▸ REQUIREMENT: When you answer, give every record back exactly as written.

▸ SOURCE INFORMATION:
- - -

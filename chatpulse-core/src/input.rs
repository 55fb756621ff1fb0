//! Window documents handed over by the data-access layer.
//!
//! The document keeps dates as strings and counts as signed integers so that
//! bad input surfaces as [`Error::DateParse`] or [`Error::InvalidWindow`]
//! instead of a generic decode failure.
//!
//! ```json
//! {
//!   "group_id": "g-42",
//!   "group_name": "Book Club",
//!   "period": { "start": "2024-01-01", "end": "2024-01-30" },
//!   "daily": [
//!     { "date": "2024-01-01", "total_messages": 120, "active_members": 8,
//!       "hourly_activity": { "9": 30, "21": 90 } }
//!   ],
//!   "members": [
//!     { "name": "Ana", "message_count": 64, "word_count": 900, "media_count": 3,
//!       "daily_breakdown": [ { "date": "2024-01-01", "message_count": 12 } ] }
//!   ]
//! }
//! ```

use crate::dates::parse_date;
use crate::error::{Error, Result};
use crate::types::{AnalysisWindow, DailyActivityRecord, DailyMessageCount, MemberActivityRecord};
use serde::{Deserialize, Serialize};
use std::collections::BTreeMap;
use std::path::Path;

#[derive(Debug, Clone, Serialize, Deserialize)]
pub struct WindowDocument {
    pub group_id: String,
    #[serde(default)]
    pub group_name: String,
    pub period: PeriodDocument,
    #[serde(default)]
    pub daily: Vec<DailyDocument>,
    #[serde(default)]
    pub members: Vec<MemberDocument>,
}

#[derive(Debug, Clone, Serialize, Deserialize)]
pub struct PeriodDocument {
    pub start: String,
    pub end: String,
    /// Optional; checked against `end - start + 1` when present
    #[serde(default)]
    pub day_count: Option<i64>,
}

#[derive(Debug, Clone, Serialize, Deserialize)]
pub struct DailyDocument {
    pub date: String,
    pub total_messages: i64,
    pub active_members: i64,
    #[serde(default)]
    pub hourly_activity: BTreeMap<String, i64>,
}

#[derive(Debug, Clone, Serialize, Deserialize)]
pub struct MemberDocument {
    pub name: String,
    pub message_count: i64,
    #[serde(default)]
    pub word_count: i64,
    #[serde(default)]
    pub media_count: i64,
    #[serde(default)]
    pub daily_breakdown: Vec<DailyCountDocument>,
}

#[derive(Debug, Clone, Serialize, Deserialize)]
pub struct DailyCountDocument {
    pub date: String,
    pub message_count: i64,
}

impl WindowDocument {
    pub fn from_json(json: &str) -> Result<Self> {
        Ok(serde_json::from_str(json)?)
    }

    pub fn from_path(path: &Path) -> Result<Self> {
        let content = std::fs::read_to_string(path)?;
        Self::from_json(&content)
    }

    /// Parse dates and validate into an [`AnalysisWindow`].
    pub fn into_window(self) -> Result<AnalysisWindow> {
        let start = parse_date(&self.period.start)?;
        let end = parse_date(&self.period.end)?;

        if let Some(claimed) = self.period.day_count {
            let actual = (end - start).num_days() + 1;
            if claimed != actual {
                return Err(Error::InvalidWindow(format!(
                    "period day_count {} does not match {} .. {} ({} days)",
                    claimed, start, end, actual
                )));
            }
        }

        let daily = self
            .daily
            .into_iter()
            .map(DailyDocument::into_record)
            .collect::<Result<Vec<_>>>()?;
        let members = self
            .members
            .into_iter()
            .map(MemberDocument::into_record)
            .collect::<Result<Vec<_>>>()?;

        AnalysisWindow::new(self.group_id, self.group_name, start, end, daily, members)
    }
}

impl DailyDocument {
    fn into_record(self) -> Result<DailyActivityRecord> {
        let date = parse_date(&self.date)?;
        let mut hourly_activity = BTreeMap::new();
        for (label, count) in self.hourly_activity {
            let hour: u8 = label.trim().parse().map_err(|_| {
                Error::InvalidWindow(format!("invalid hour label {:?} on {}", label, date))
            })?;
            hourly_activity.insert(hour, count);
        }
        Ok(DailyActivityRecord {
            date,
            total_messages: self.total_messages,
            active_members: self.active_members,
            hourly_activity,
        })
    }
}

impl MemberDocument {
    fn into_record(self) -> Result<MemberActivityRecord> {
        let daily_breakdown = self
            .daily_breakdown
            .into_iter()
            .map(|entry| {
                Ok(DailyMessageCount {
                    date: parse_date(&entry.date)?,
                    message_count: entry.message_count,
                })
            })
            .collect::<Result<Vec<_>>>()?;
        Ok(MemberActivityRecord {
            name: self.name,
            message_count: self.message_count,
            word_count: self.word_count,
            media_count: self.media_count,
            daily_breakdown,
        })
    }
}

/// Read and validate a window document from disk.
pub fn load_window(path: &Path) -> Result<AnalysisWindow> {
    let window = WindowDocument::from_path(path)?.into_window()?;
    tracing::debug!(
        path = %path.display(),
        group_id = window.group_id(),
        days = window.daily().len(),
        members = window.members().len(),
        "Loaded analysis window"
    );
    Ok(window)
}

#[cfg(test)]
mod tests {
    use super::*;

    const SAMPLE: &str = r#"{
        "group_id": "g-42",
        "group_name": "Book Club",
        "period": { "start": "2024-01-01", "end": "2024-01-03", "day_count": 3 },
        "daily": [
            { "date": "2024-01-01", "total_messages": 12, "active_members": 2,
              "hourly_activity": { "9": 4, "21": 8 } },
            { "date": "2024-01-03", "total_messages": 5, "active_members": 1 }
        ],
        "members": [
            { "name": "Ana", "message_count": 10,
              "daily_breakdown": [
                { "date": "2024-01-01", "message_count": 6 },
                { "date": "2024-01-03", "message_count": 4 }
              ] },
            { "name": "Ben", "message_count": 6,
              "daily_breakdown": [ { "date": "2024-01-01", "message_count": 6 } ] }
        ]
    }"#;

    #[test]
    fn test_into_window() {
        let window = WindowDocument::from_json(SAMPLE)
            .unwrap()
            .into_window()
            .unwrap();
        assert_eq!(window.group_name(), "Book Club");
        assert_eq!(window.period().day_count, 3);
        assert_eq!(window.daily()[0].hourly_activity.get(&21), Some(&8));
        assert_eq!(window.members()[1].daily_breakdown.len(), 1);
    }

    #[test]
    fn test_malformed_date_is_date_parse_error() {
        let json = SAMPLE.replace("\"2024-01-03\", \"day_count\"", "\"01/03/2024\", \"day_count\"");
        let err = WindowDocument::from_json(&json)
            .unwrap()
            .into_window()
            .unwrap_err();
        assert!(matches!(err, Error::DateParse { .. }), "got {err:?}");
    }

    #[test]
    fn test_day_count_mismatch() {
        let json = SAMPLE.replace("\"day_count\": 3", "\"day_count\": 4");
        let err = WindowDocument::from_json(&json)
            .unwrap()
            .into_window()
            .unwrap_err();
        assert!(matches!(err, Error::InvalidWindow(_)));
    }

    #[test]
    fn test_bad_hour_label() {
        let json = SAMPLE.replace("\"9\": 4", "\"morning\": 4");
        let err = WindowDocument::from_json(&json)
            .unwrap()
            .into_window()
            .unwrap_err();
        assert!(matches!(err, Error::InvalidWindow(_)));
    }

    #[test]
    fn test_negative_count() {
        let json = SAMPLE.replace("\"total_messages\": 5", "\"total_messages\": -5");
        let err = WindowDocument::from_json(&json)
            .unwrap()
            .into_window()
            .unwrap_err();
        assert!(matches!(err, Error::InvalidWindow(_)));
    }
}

- - -

▸ EXERCISE RESPONSE:
filename chatpulse-core/src/input.rs
repository 55fb756621ff1fb0
//! Window documents handed over by the data-access layer.
//!
//! The document keeps dates as strings and counts as signed integers so that
//! bad input surfaces as [`Error::DateParse`] or [`Error::InvalidWindow`]
//! instead of a generic decode failure.
//!
//! ```json
//! {
//!   "group_id": "g-42",
//!   "group_name": "Book Club",
//!   "period": { "start": "2024-01-01", "end": "2024-01-30" },
//!   "daily": [
//!     { "date": "2024-01-01", "total_messages": 120, "active_members": 8,
//!       "hourly_activity": { "9": 30, "21": 90 } }
//!   ],
//!   "members": [
//!     { "name": "Ana", "message_count": 64, "word_count": 900, "media_count": 3,
//!       "daily_breakdown": [ { "date": "2024-01-01", "message_count": 12 } ] }
//!   ]
//! }
//! ```

use crate::dates::parse_date;
use crate::error::{Error, Result};
use crate::types::{AnalysisWindow, DailyActivityRecord, DailyMessageCount, MemberActivityRecord};
use serde::{Deserialize, Serialize};
use std::collections::BTreeMap;
use std::path::Path;

#[derive(Debug, Clone, Serialize, Deserialize)]
pub struct WindowDocument {
    pub group_id: String,
    #[serde(default)]
    pub group_name: String,
    pub period: PeriodDocument,
    #[serde(default)]
    pub daily: Vec<DailyDocument>,
    #[serde(default)]
    pub members: Vec<MemberDocument>,
}

#[derive(Debug, Clone, Serialize, Deserialize)]
pub struct PeriodDocument {
    pub start: String,
    pub end: String,
    /// Optional; checked against `end - start + 1` when present
    #[serde(default)]
    pub day_count: Option<i64>,
}

#[derive(Debug, Clone, Serialize, Deserialize)]
pub struct DailyDocument {
    pub date: String,
    pub total_messages: i64,
    pub active_members: i64,
    #[serde(default)]
    pub hourly_activity: BTreeMap<String, i64>,
}

#[derive(Debug, Clone, Serialize, Deserialize)]
pub struct MemberDocument {
    pub name: String,
    pub message_count: i64,
    #[serde(default)]
    pub word_count: i64,
    #[serde(default)]
    pub media_count: i64,
    #[serde(default)]
    pub daily_breakdown: Vec<DailyCountDocument>,
}

#[derive(Debug, Clone, Serialize, Deserialize)]
pub struct DailyCountDocument {
    pub date: String,
    pub message_count: i64,
}

impl WindowDocument {
    pub fn from_json(json: &str) -> Result<Self> {
        Ok(serde_json::from_str(json)?)
    }

    pub fn from_path(path: &Path) -> Result<Self> {
        let content = std::fs::read_to_string(path)?;
        Self::from_json(&content)
    }

    /// Parse dates and validate into an [`AnalysisWindow`].
    pub fn into_window(self) -> Result<AnalysisWindow> {
        let start = parse_date(&self.period.start)?;
        let end = parse_date(&self.period.end)?;

        if let Some(claimed) = self.period.day_count {
            let actual = (end - start).num_days() + 1;
            if claimed != actual {
                return Err(Error::InvalidWindow(format!(
                    "period day_count {} does not match {} .. {} ({} days)",
                    claimed, start, end, actual
                )));
            }
        }

        let daily = self
            .daily
            .into_iter()
            .map(DailyDocument::into_record)
            .collect::<Result<Vec<_>>>()?;
        let members = self
            .members
            .into_iter()
            .map(MemberDocument::into_record)
            .collect::<Result<Vec<_>>>()?;

        AnalysisWindow::new(self.group_id, self.group_name, start, end, daily, members)
    }
}

impl DailyDocument {
    fn into_record(self) -> Result<DailyActivityRecord> {
        let date = parse_date(&self.date)?;
        let mut hourly_activity = BTreeMap::new();
        for (label, count) in self.hourly_activity {
            let hour: u8 = label.trim().parse().map_err(|_| {
                Error::InvalidWindow(format!("invalid hour label {:?} on {}", label, date))
            })?;
            hourly_activity.insert(hour, count);
        }
        Ok(DailyActivityRecord {
            date,
            total_messages: self.total_messages,
            active_members: self.active_members,
            hourly_activity,
        })
    }
}

impl MemberDocument {
    fn into_record(self) -> Result<MemberActivityRecord> {
        let daily_breakdown = self
            .daily_breakdown
            .into_iter()
            .map(|entry| {
                Ok(DailyMessageCount {
                    date: parse_date(&entry.date)?,
                    message_count: entry.message_count,
                })
            })
            .collect::<Result<Vec<_>>>()?;
        Ok(MemberActivityRecord {
            name: self.name,
            message_count: self.message_count,
            word_count: self.word_count,
            media_count: self.media_count,
            daily_breakdown,
        })
    }
}

/// Read and validate a window document from disk.
pub fn load_window(path: &Path) -> Result<AnalysisWindow> {
    let window = WindowDocument::from_path(path)?.into_window()?;
    tracing::debug!(
        path = %path.display(),
        group_id = window.group_id(),
        days = window.daily().len(),
        members = window.members().len(),
        "Loaded analysis window"
    );
    Ok(window)
}

#[cfg(test)]
mod tests {
    use super::*;

    const SAMPLE: &str = r#"{
        "group_id": "g-42",
        "group_name": "Book Club",
        "period": { "start": "2024-01-01", "end": "2024-01-03", "day_count": 3 },
        "daily": [
            { "date": "2024-01-01", "total_messages": 12, "active_members": 2,
              "hourly_activity": { "9": 4, "21": 8 } },
            { "date": "2024-01-03", "total_messages": 5, "active_members": 1 }
        ],
        "members": [
            { "name": "Ana", "message_count": 10,
              "daily_breakdown": [
                { "date": "2024-01-01", "message_count": 6 },
                { "date": "2024-01-03", "message_count": 4 }
              ] },
            { "name": "Ben", "message_count": 6,
              "daily_breakdown": [ { "date": "2024-01-01", "message_count": 6 } ] }
        ]
    }"#;

    #[test]
    fn test_into_window() {
        let window = WindowDocument::from_json(SAMPLE)
            .unwrap()
            .into_window()
            .unwrap();
        assert_eq!(window.group_name(), "Book Club");
        assert_eq!(window.period().day_count, 3);
        assert_eq!(window.daily()[0].hourly_activity.get(&21), Some(&8));
        assert_eq!(window.members()[1].daily_breakdown.len(), 1);
    }

    #[test]
    fn test_malformed_date_is_date_parse_error() {
        let json = SAMPLE.replace("\"2024-01-03\", \"day_count\"", "\"01/03/2024\", \"day_count\"");
        let err = WindowDocument::from_json(&json)
            .unwrap()
            .into_window()
            .unwrap_err();
        assert!(matches!(err, Error::DateParse { .. }), "got {err:?}");
    }

    #[test]
    fn test_day_count_mismatch() {
        let json = SAMPLE.replace("\"day_count\": 3", "\"day_count\": 4");
        let err = WindowDocument::from_json(&json)
            .unwrap()
            .into_window()
            .unwrap_err();
        assert!(matches!(err, Error::InvalidWindow(_)));
    }

    #[test]
    fn test_bad_hour_label() {
        let json = SAMPLE.replace("\"9\": 4", "\"morning\": 4");
        let err = WindowDocument::from_json(&json)
            .unwrap()
            .into_window()
            .unwrap_err();
        assert!(matches!(err, Error::InvalidWindow(_)));
    }

    #[test]
    fn test_negative_count() {
        let json = SAMPLE.replace("\"total_messages\": 5", "\"total_messages\": -5");
        let err = WindowDocument::from_json(&json)
            .unwrap()
            .into_window()
            .unwrap_err();
        assert!(matches!(err, Error::InvalidWindow(_)));
    }
}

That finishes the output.